Supertoscanos, os vinhos fora da lei

Por Gerson Lopes

     “Não existe boa degustação com vinhos sem os amigos juntos” (Lucki)

Amigos de longa data de uma confraria regularmente se juntam para brindarem a vida e a amizade que os une em volta de uma boa mesa e grandes vinhos. Ser convidado para participar de alguns destes encontros é “danado de bão, sô!”, como diz o mineiro. Naqueles que estive presente sempre pensava: será que o próximo pode ser tão brilhante quanto? O que faltava?

 

Controvérsias à parte, uma música de fundo, leve e suave, com piano e violino poderia, sim, compor bem aquele ambiente festivo, pois afinal não se tratava de uma prova entre profissionais, mas de pessoas que amam um bom vinho. E nesta noite fomos presenteados com acordes que casaram muito bem com a bebida de Baco. Afinal, “o vinho e a música sempre foram para mim um magnífico saca-rolhas”, diz Anton Tchekhov, médico, dramaturgo e escritor russo.

Falando em saca-rolhas não há como esquecer um pequeno texto de autor desconhecido (eu, pelo menos não consegui identificar) que bombou como mensagem de Ano Novo nas redes sociais: “Mete o saca-rolhas”. O final deste é bem apropriado ao que pensam estes amigos confrades: “Não deixe os bons vinhos para amanhã. Não espere para agir se a hora é agora e não desperdice seu tempo acreditando que amanhã dá para fazer diferente. O que a gente tem é hoje. Então, mete o saca-rolha e siga em frente!!!!

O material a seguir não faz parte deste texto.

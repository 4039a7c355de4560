//! Bindings: the live link between one hole and one node.
//!
//! The parser decides an [`Updater`] for every hole from the attribute name
//! (or from the hole's position). An instance pairs each updater with the
//! node it resolved and keeps the last value written, so an unchanged value
//! never touches the DOM.

pub mod content;
pub mod dispatch;
mod updaters;

#[cfg(test)]
mod tests;

use serde::Serialize;

use crate::dom::Handle;
use crate::engine::Engine;
use crate::error::Result;
use crate::value::Value;
use content::ContentSlot;

/// How values for one hole are written.
#[derive(Debug, Clone, PartialEq, Eq, Serialize)]
#[serde(tag = "kind", rename_all = "kebab-case")]
pub enum Updater {
    /// Plain attribute. Null and undefined remove it.
    Attribute { name: String },
    /// `?name`: boolean attribute present when the value is truthy.
    Toggle { name: String },
    /// `.name`: direct property write. `expando` marks names the element
    /// does not know, accepted when property checking is relaxed.
    Property { name: String, expando: bool },
    /// `@event`: event listener, swapped when the callback changes.
    Listener { event: String },
    /// `ref`: hands the element to a callback or ref cell.
    Ref,
    /// `aria`: map of `aria-*` attributes (`role` stays `role`).
    Aria,
    /// `class`: string, list or map of class names.
    Class,
    /// `data`: map of `data-*` attributes, camelCase keys dash-cased.
    Data,
    /// `style`: string or map of declarations.
    Style,
    /// Attribute name the element also exposes as a property.
    Reflect { name: String },
    /// `on<event>` handler property.
    Handler { name: String },
    /// Whole text of a raw-text element.
    Text,
    /// Child content: text, nodes, nested templates or lists.
    Content,
}

impl Updater {
    pub fn kind(&self) -> &'static str {
        match self {
            Updater::Attribute { .. } => "attribute",
            Updater::Toggle { .. } => "toggle",
            Updater::Property { .. } => "property",
            Updater::Listener { .. } => "listener",
            Updater::Ref => "ref",
            Updater::Aria => "aria",
            Updater::Class => "class",
            Updater::Data => "data",
            Updater::Style => "style",
            Updater::Reflect { .. } => "reflect",
            Updater::Handler { .. } => "handler",
            Updater::Text => "text",
            Updater::Content => "content",
        }
    }

    /// The attribute, property or event name, when the updater has one.
    pub fn name(&self) -> Option<&str> {
        match self {
            Updater::Attribute { name }
            | Updater::Toggle { name }
            | Updater::Property { name, .. }
            | Updater::Reflect { name }
            | Updater::Handler { name } => Some(name),
            Updater::Listener { event } => Some(event),
            _ => None,
        }
    }
}

enum BindingState {
    Scalar { last: Option<Value> },
    Content(Box<ContentSlot>),
}

pub(crate) struct Binding {
    node: Handle,
    updater: Updater,
    state: BindingState,
}

impl Binding {
    pub(crate) fn new(node: Handle, updater: Updater) -> Self {
        let state = match updater {
            Updater::Content => BindingState::Content(Box::new(ContentSlot::new(node.clone()))),
            _ => BindingState::Scalar { last: None },
        };
        Self {
            node,
            updater,
            state,
        }
    }

    pub(crate) fn apply(&mut self, engine: &Engine, value: &Value) -> Result<()> {
        match &mut self.state {
            BindingState::Content(slot) => slot.apply(engine, value),
            BindingState::Scalar { last } => {
                if last.as_ref() == Some(value) {
                    return Ok(());
                }
                updaters::apply(&self.node, &self.updater, value, last.as_ref())?;
                *last = Some(value.clone());
                Ok(())
            }
        }
    }
}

Obedientes à mensagem, a reunião iniciou com dois grandes borbulhas nobres – Dom Pérignon 1998 (Vinous 93/100) e Cristal 2004 (Vinous 98+/100). Como bem colocou Kristaps Karklins, um dos grandes aficionados por esta bebida – “Não há duas marcas de Champagne tão famosas como Dom Pérignon e Cristal”. Dom Pérignon 1998, assemblage de 40% Chardonnay, 35% Pinot Noir e 25% Pinot Meunier, mostrou cor amarelo já dourado, brilhante, bolhinhas finas e persistentes, tostado, flores brancas e frutos brancos já maduros ao nariz, nozes e na boca tinha o frescor que equilibrava maravilhosamente o seu lado macio de cremosidade. Belo Champagne em momento ótimo de prova. O Cristal 2004, como bem escreveu Karklins ao prová-lo (garrafa magnum) evidenciou bem seus “aromas secundários de maçã cozida, brioche e frutas cristalizadas. Equilíbrio maravilhoso, especiarias asiáticas e gengibre”. Maravilhoso agora, porém ainda tem longa guarda, mesmo vindo de uma safra quente.

A degustação foi dividida em cinco rodadas e inicialmente proponho dividir com vocês aquela que se deu em torno de três dos maiores supertoscanos: Sassicaia, Ornellaia e Solaia, todos 1990, fantástica safra praticamente em todas as regiões o mundo, por isso denominamos esta bateria de “Os AIAS na safra mundial”.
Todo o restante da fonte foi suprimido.